— Exercise aim —
Retype the records exactly, with nothing added or dropped.

═══ Data extract ═══

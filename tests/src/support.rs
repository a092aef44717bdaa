//! In-memory [`SheetStore`] that behaves like the Sheets API where it matters:
//! trailing empty cells and rows are dropped on read, and any operation can be
//! made to fail.

use std::sync::Mutex;

use async_trait::async_trait;
use onhands_core::codec::{self, HEADER_ROWS};
use onhands_core::store::{CellBlock, SheetStore, StoreError};

#[derive(Clone, Copy, Debug, PartialEq, Eq)]
pub enum Operation {
    RowCount,
    ReadRows,
    InsertRows,
    DeleteRows,
    WriteRows,
    ApplyBorders,
}

#[derive(Default)]
pub struct MemoryStore {
    grid: Mutex<Vec<Vec<String>>>,
    borders: Mutex<Vec<CellBlock>>,
    log: Mutex<Vec<Operation>>,
    fail_on: Mutex<Option<Operation>>,
}

pub fn cells(values: &[&str]) -> Vec<String> {
    values.iter().map(|v| v.to_string()).collect()
}

pub fn header() -> Vec<Vec<String>> {
    vec![
        cells(&["On-hands"]),
        cells(&["", "", "", "", "", "", "", "", "", "SwSh", "", "SV", "", "BDSP"]),
        cells(&[
            "Ball", "Species", "Icon", "Dex", "Total", "HA", "EM", "Notes", "", "4+IV", "3IV",
            "4+IV", "3IV", "",
        ]),
    ]
}

/// A data row with quantities in the order swsh1, swsh2, sv1, sv2, bdsp.
pub fn data_row(ball: &str, species: &str, quantities: [&str; 5]) -> Vec<String> {
    let mut row = cells(&[ball, species, "x", "x", "x", "x", "x", "x", ""]);
    row.extend(quantities.iter().map(|q| q.to_string()));
    row
}

impl MemoryStore {
    pub fn with_rows(data: Vec<Vec<String>>) -> Self {
        let mut grid = header();
        grid.extend(data);
        Self {
            grid: Mutex::new(grid),
            ..Default::default()
        }
    }

    pub fn fail_on(&self, operation: Operation) {
        *self.fail_on.lock().unwrap() = Some(operation);
    }

    pub fn clear_failure(&self) {
        *self.fail_on.lock().unwrap() = None;
    }

    pub fn grid(&self) -> Vec<Vec<String>> {
        self.grid.lock().unwrap().clone()
    }

    /// Rows holding values, as the API would count them.
    pub fn value_rows(&self) -> usize {
        let grid = self.grid.lock().unwrap();
        grid.iter()
            .rposition(|row| !codec::is_blank(row))
            .map_or(0, |last| last + 1)
    }

    pub fn data_rows(&self) -> Vec<Vec<String>> {
        let rows = self.value_rows();
        self.grid()[HEADER_ROWS.min(rows)..rows].to_vec()
    }

    pub fn borders(&self) -> Vec<CellBlock> {
        self.borders.lock().unwrap().clone()
    }

    pub fn log(&self) -> Vec<Operation> {
        self.log.lock().unwrap().clone()
    }

    fn record(&self, operation: Operation) -> Result<(), StoreError> {
        self.log.lock().unwrap().push(operation);
        if *self.fail_on.lock().unwrap() == Some(operation) {
            return Err(StoreError::Rejected(format!("{operation:?}")));
        }
        Ok(())
    }
}

fn trim_trailing_empty(mut row: Vec<String>) -> Vec<String> {
    while row.last().is_some_and(|cell| cell.is_empty()) {
        row.pop();
    }
    row
}

#[async_trait]
impl SheetStore for MemoryStore {
    async fn row_count(&self) -> Result<usize, StoreError> {
        self.record(Operation::RowCount)?;
        Ok(self.value_rows())
    }

    async fn read_rows(
        &self,
        first_row: usize,
        last_col: usize,
    ) -> Result<Vec<Vec<String>>, StoreError> {
        self.record(Operation::ReadRows)?;
        let rows = self.value_rows();
        let grid = self.grid.lock().unwrap();
        Ok(grid
            .iter()
            .take(rows)
            .skip(first_row - 1)
            .map(|row| trim_trailing_empty(row.iter().take(last_col + 1).cloned().collect()))
            .collect())
    }

    async fn insert_rows(&self, at: usize, count: usize) -> Result<(), StoreError> {
        self.record(Operation::InsertRows)?;
        let mut grid = self.grid.lock().unwrap();
        let index = (at - 1).min(grid.len());
        for _ in 0..count {
            grid.insert(index, Vec::new());
        }
        Ok(())
    }

    async fn delete_rows(&self, first_row: usize, last_row: usize) -> Result<(), StoreError> {
        self.record(Operation::DeleteRows)?;
        let mut grid = self.grid.lock().unwrap();
        let end = last_row.min(grid.len());
        grid.drain(first_row - 1..end);
        Ok(())
    }

    async fn write_rows(&self, first_row: usize, rows: &[Vec<String>]) -> Result<(), StoreError> {
        self.record(Operation::WriteRows)?;
        let mut grid = self.grid.lock().unwrap();
        let needed = first_row - 1 + rows.len();
        if grid.len() < needed {
            grid.resize(needed, Vec::new());
        }
        for (offset, row) in rows.iter().enumerate() {
            grid[first_row - 1 + offset] = row.clone();
        }
        Ok(())
    }

    async fn apply_borders(&self, block: CellBlock) -> Result<(), StoreError> {
        self.record(Operation::ApplyBorders)?;
        self.borders.lock().unwrap().push(block);
        Ok(())
    }
}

═══

— Exercise response —
filename tests/src/support.rs
repository a092aef44717bdaa
//! In-memory [`SheetStore`] that behaves like the Sheets API where it matters:
//! trailing empty cells and rows are dropped on read, and any operation can be
//! made to fail.

use std::sync::Mutex;

use async_trait::async_trait;
use onhands_core::codec::{self, HEADER_ROWS};
use onhands_core::store::{CellBlock, SheetStore, StoreError};

#[derive(Clone, Copy, Debug, PartialEq, Eq)]
pub enum Operation {
    RowCount,
    ReadRows,
    InsertRows,
    DeleteRows,
    WriteRows,
    ApplyBorders,
}

#[derive(Default)]
pub struct MemoryStore {
    grid: Mutex<Vec<Vec<String>>>,
    borders: Mutex<Vec<CellBlock>>,
    log: Mutex<Vec<Operation>>,
    fail_on: Mutex<Option<Operation>>,
}

pub fn cells(values: &[&str]) -> Vec<String> {
    values.iter().map(|v| v.to_string()).collect()
}

pub fn header() -> Vec<Vec<String>> {
    vec![
        cells(&["On-hands"]),
        cells(&["", "", "", "", "", "", "", "", "", "SwSh", "", "SV", "", "BDSP"]),
        cells(&[
            "Ball", "Species", "Icon", "Dex", "Total", "HA", "EM", "Notes", "", "4+IV", "3IV",
            "4+IV", "3IV", "",
        ]),
    ]
}

/// A data row with quantities in the order swsh1, swsh2, sv1, sv2, bdsp.
pub fn data_row(ball: &str, species: &str, quantities: [&str; 5]) -> Vec<String> {
    let mut row = cells(&[ball, species, "x", "x", "x", "x", "x", "x", ""]);
    row.extend(quantities.iter().map(|q| q.to_string()));
    row
}

impl MemoryStore {
    pub fn with_rows(data: Vec<Vec<String>>) -> Self {
        let mut grid = header();
        grid.extend(data);
        Self {
            grid: Mutex::new(grid),
            ..Default::default()
        }
    }

    pub fn fail_on(&self, operation: Operation) {
        *self.fail_on.lock().unwrap() = Some(operation);
    }

    pub fn clear_failure(&self) {
        *self.fail_on.lock().unwrap() = None;
    }

    pub fn grid(&self) -> Vec<Vec<String>> {
        self.grid.lock().unwrap().clone()
    }

    /// Rows holding values, as the API would count them.
    pub fn value_rows(&self) -> usize {
        let grid = self.grid.lock().unwrap();
        grid.iter()
            .rposition(|row| !codec::is_blank(row))
            .map_or(0, |last| last + 1)
    }

    pub fn data_rows(&self) -> Vec<Vec<String>> {
        let rows = self.value_rows();
        self.grid()[HEADER_ROWS.min(rows)..rows].to_vec()
    }

    pub fn borders(&self) -> Vec<CellBlock> {
        self.borders.lock().unwrap().clone()
    }

    pub fn log(&self) -> Vec<Operation> {
        self.log.lock().unwrap().clone()
    }

    fn record(&self, operation: Operation) -> Result<(), StoreError> {
        self.log.lock().unwrap().push(operation);
        if *self.fail_on.lock().unwrap() == Some(operation) {
            return Err(StoreError::Rejected(format!("{operation:?}")));
        }
        Ok(())
    }
}

fn trim_trailing_empty(mut row: Vec<String>) -> Vec<String> {
    while row.last().is_some_and(|cell| cell.is_empty()) {
        row.pop();
    }
    row
}

#[async_trait]
impl SheetStore for MemoryStore {
    async fn row_count(&self) -> Result<usize, StoreError> {
        self.record(Operation::RowCount)?;
        Ok(self.value_rows())
    }

    async fn read_rows(
        &self,
        first_row: usize,
        last_col: usize,
    ) -> Result<Vec<Vec<String>>, StoreError> {
        self.record(Operation::ReadRows)?;
        let rows = self.value_rows();
        let grid = self.grid.lock().unwrap();
        Ok(grid
            .iter()
            .take(rows)
            .skip(first_row - 1)
            .map(|row| trim_trailing_empty(row.iter().take(last_col + 1).cloned().collect()))
            .collect())
    }

    async fn insert_rows(&self, at: usize, count: usize) -> Result<(), StoreError> {
        self.record(Operation::InsertRows)?;
        let mut grid = self.grid.lock().unwrap();
        let index = (at - 1).min(grid.len());
        for _ in 0..count {
            grid.insert(index, Vec::new());
        }
        Ok(())
    }

    async fn delete_rows(&self, first_row: usize, last_row: usize) -> Result<(), StoreError> {
        self.record(Operation::DeleteRows)?;
        let mut grid = self.grid.lock().unwrap();
        let end = last_row.min(grid.len());
        grid.drain(first_row - 1..end);
        Ok(())
    }

    async fn write_rows(&self, first_row: usize, rows: &[Vec<String>]) -> Result<(), StoreError> {
        self.record(Operation::WriteRows)?;
        let mut grid = self.grid.lock().unwrap();
        let needed = first_row - 1 + rows.len();
        if grid.len() < needed {
            grid.resize(needed, Vec::new());
        }
        for (offset, row) in rows.iter().enumerate() {
            grid[first_row - 1 + offset] = row.clone();
        }
        Ok(())
    }

    async fn apply_borders(&self, block: CellBlock) -> Result<(), StoreError> {
        self.record(Operation::ApplyBorders)?;
        self.borders.lock().unwrap().push(block);
        Ok(())
    }
}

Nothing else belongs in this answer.